If you read the passages from scripture used in the Masses and Liturgies of the Hours this week, you will notice the ambivalence that Our Lord must have felt during that last terrible week of his mortal life.
He looked forward to his sufferings and death, because by them he was to save all of humankind. Yet as the moment for them approached, he dreaded the suffering as any human being would. “The spirit is willing,” he said, “but the flesh is weak.” And he prayed, “Father, if it is possible, let this cup (of suffering) pass from me. However, not as I will, but your will be done.”
As they came to the last supper, he said, “With great desire have I desired to eat this Passover meal with you,” yet he was filled with sorrow to tell them that one of them would betray him.
Earlier, he had said to Saint Peter: you are rock, and upon this rock I will build my church. Yet now, he tells Peter with grief that before morning, Peter would deny him three times.

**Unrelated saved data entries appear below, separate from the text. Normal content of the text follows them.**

//! Concept extraction from the source ontology and the target taxonomy.

use std::collections::{BTreeMap, HashMap};
use taxomap_core::config::NamespaceConfig;
use taxomap_core::graph::{RdfGraph, Term, iri_namespace};
use taxomap_core::vocab;

/// A labelled `owl:Class` from the source ontology.
#[derive(Debug, Clone, PartialEq)]
pub struct SourceConcept {
    pub uri: String,
    /// Distinct `rdfs:label` then `skos:prefLabel` values, first occurrence order.
    pub labels: Vec<String>,
    /// IRI-valued `rdfs:subClassOf` objects; anonymous restrictions are skipped.
    pub parents: Vec<String>,
}

impl SourceConcept {
    pub fn primary_label(&self) -> &str {
        self.labels.first().map_or("", String::as_str)
    }
}

/// A `skos:Concept` from the target taxonomy.
#[derive(Debug, Clone, PartialEq)]
pub struct TargetConcept {
    pub uri: String,
    pub labels: Vec<String>,
    pub related: Vec<String>,
    pub broader: Vec<String>,
    pub narrower: Vec<String>,
}

impl TargetConcept {
    pub fn primary_label(&self) -> &str {
        self.labels.first().map_or("", String::as_str)
    }
}

/// Source concepts keyed by IRI.
pub type SourceConcepts = BTreeMap<String, SourceConcept>;
/// Target concepts keyed by IRI.
pub type TargetConcepts = BTreeMap<String, TargetConcept>;

/// Every `owl:Class` under `namespace` that carries at least one label.
pub fn extract_source_concepts(graph: &RdfGraph, namespace: &str) -> SourceConcepts {
    let mut concepts = BTreeMap::new();

    for subject in graph.instances_of(vocab::OWL_CLASS) {
        let Some(uri) = subject.as_iri() else {
            continue;
        };
        if !uri.starts_with(namespace) {
            continue;
        }

        let mut labels = graph.literal_values(subject, vocab::RDFS_LABEL);
        for label in graph.literal_values(subject, vocab::SKOS_PREF_LABEL) {
            if !labels.contains(&label) {
                labels.push(label);
            }
        }
        if labels.is_empty() {
            continue;
        }

        concepts.insert(
            uri.to_string(),
            SourceConcept {
                uri: uri.to_string(),
                labels,
                parents: graph.iri_objects(subject, vocab::RDFS_SUBCLASS_OF),
            },
        );
    }

    tracing::debug!(count = concepts.len(), namespace, "extracted source concepts");
    concepts
}

/// Every `skos:Concept` with at least one `skos:prefLabel`.
pub fn extract_target_concepts(graph: &RdfGraph) -> TargetConcepts {
    let mut concepts = BTreeMap::new();

    for subject in graph.instances_of(vocab::SKOS_CONCEPT) {
        let Some(uri) = subject.as_iri() else {
            continue;
        };
        let labels = graph.literal_values(subject, vocab::SKOS_PREF_LABEL);
        if labels.is_empty() {
            continue;
        }
        let related = |predicate: &str| -> Vec<String> {
            graph
                .objects(subject, predicate)
                .map(|t| t.lexical().to_string())
                .collect()
        };

        concepts.insert(
            uri.to_string(),
            TargetConcept {
                uri: uri.to_string(),
                labels,
                related: related(vocab::SKOS_RELATED),
                broader: related(vocab::SKOS_BROADER),
                narrower: related(vocab::SKOS_NARROWER),
            },
        );
    }

    tracing::debug!(count = concepts.len(), "extracted target concepts");
    concepts
}

/// Pick the namespace whose classes form the source side of the alignment.
///
/// Order: the configured namespace, then the first declared prefix matching a
/// prefix hint (name) or IRI hint (case-insensitive), then the most common
/// namespace among `owl:Class` subjects. Returns `None` for a graph with no
/// named classes.
pub fn detect_source_namespace(graph: &RdfGraph, hints: &NamespaceConfig) -> Option<String> {
    if let Some(ns) = hints.source.as_deref().filter(|ns| !ns.is_empty()) {
        return Some(ns.to_string());
    }

    let declared = graph.namespaces().iter().find(|(prefix, iri)| {
        let iri_lower = iri.to_lowercase();
        hints.prefix_hints.iter().any(|h| prefix.contains(h.as_str()))
            || hints
                .iri_hints
                .iter()
                .any(|h| iri_lower.contains(&h.to_lowercase()))
    });
    if let Some((_, iri)) = declared {
        return Some(iri.clone());
    }

    let mut counts: HashMap<String, usize> = HashMap::new();
    for class in graph.instances_of(vocab::OWL_CLASS) {
        if let Term::Iri(iri) = class {
            *counts.entry(iri_namespace(iri)).or_insert(0) += 1;
        }
    }
    counts
        .into_iter()
        .max_by(|(a_ns, a_n), (b_ns, b_n)| a_n.cmp(b_n).then_with(|| b_ns.cmp(a_ns)))
        .map(|(ns, _)| ns)
}

#[cfg(test)]
mod tests {
    use super::*;
    use taxomap_core::graph::{Literal, Triple};

    fn class(graph: &mut RdfGraph, iri: &str, label: Option<&str>) {
        graph.insert(Triple::new(
            Term::iri(iri),
            vocab::RDF_TYPE,
            Term::iri(vocab::OWL_CLASS),
        ));
        if let Some(label) = label {
            graph.insert(Triple::new(
                Term::iri(iri),
                vocab::RDFS_LABEL,
                Term::Literal(Literal::plain(label)),
            ));
        }
    }

    #[test]
    fn test_source_concepts_filter_namespace_and_unlabelled() {
        let mut graph = RdfGraph::new();
        class(&mut graph, "http://ex.org/fraud/Grant", Some("Grant fraud"));
        class(&mut graph, "http://ex.org/fraud/Bare", None);
        class(&mut graph, "http://other.org/Thing", Some("Thing"));

        let concepts = extract_source_concepts(&graph, "http://ex.org/fraud/");
        assert_eq!(concepts.len(), 1);
        assert_eq!(
            concepts["http://ex.org/fraud/Grant"].primary_label(),
            "Grant fraud"
        );
    }

    #[test]
    fn test_source_labels_merge_pref_label_without_duplicates() {
        let mut graph = RdfGraph::new();
        let iri = "http://ex.org/fraud/Loan";
        class(&mut graph, iri, Some("Loan fraud"));
        for label in ["Loan fraud", "Lending fraud"] {
            graph.insert(Triple::new(
                Term::iri(iri),
                vocab::SKOS_PREF_LABEL,
                Term::literal(label),
            ));
        }
        let concepts = extract_source_concepts(&graph, "http://ex.org/fraud/");
        assert_eq!(concepts[iri].labels, vec!["Loan fraud", "Lending fraud"]);
    }

    #[test]
    fn test_detect_falls_back_to_most_common_class_namespace() {
        let mut graph = RdfGraph::new();
        class(&mut graph, "http://a.org/x/One", None);
        class(&mut graph, "http://b.org/y/One", None);
        class(&mut graph, "http://b.org/y/Two", None);
        let hints = NamespaceConfig::default();
        assert_eq!(
            detect_source_namespace(&graph, &hints).as_deref(),
            Some("http://b.org/y/")
        );
    }

    #[test]
    fn test_detect_tie_prefers_smallest_namespace() {
        let mut graph = RdfGraph::new();
        class(&mut graph, "http://z.org/One", None);
        class(&mut graph, "http://a.org/One", None);
        assert_eq!(
            detect_source_namespace(&graph, &NamespaceConfig::default()).as_deref(),
            Some("http://a.org/")
        );
    }

    #[test]
    fn test_detect_prefers_hinted_prefix_and_explicit_source() {
        let mut graph = RdfGraph::new();
        graph.add_prefix("ex", "http://ex.org/");
        graph.add_prefix("gfo", "http://gao.example/gfo/");
        class(&mut graph, "http://ex.org/One", None);

        let mut hints = NamespaceConfig::default();
        assert_eq!(
            detect_source_namespace(&graph, &hints).as_deref(),
            Some("http://gao.example/gfo/")
        );

        hints.source = Some("http://explicit.org/".to_string());
        assert_eq!(
            detect_source_namespace(&graph, &hints).as_deref(),
            Some("http://explicit.org/")
        );
    }

    #[test]
    fn test_detect_none_without_classes() {
        assert_eq!(
            detect_source_namespace(&RdfGraph::new(), &NamespaceConfig::default()),
            None
        );
    }
}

But the good prevails over the evil in this whole story, just as it will in the cosmic history of the world. The letter to the Hebrews tells us: For the sake of the joy which lay before him, he endured the cross, heedless of its shame. And as Judas leaves the supper table to connive with Our Lord’s enemies, Jesus says: Now is the Son of Man (the way he spoke of himself) glorified, and God is glorified in him. This is why, as painful and ordinarily as pitiable as death on a cross is, we place crucifixes in our churches and homes. By being lifted up on the cross, Our Lord drew all humankind to him that he might save them all. Jesus crucified is the source of our hope. And this week, we offer him our hearts full of gratitude and we pray in the words of the ancient prayer: We adore you, O Christ, and we praise you because by your holy cross you have redeemed the world. Thank you for seeking God’s truth. God bless you. Father Victor Brown, O.P.
Note: This message was composed some years ago.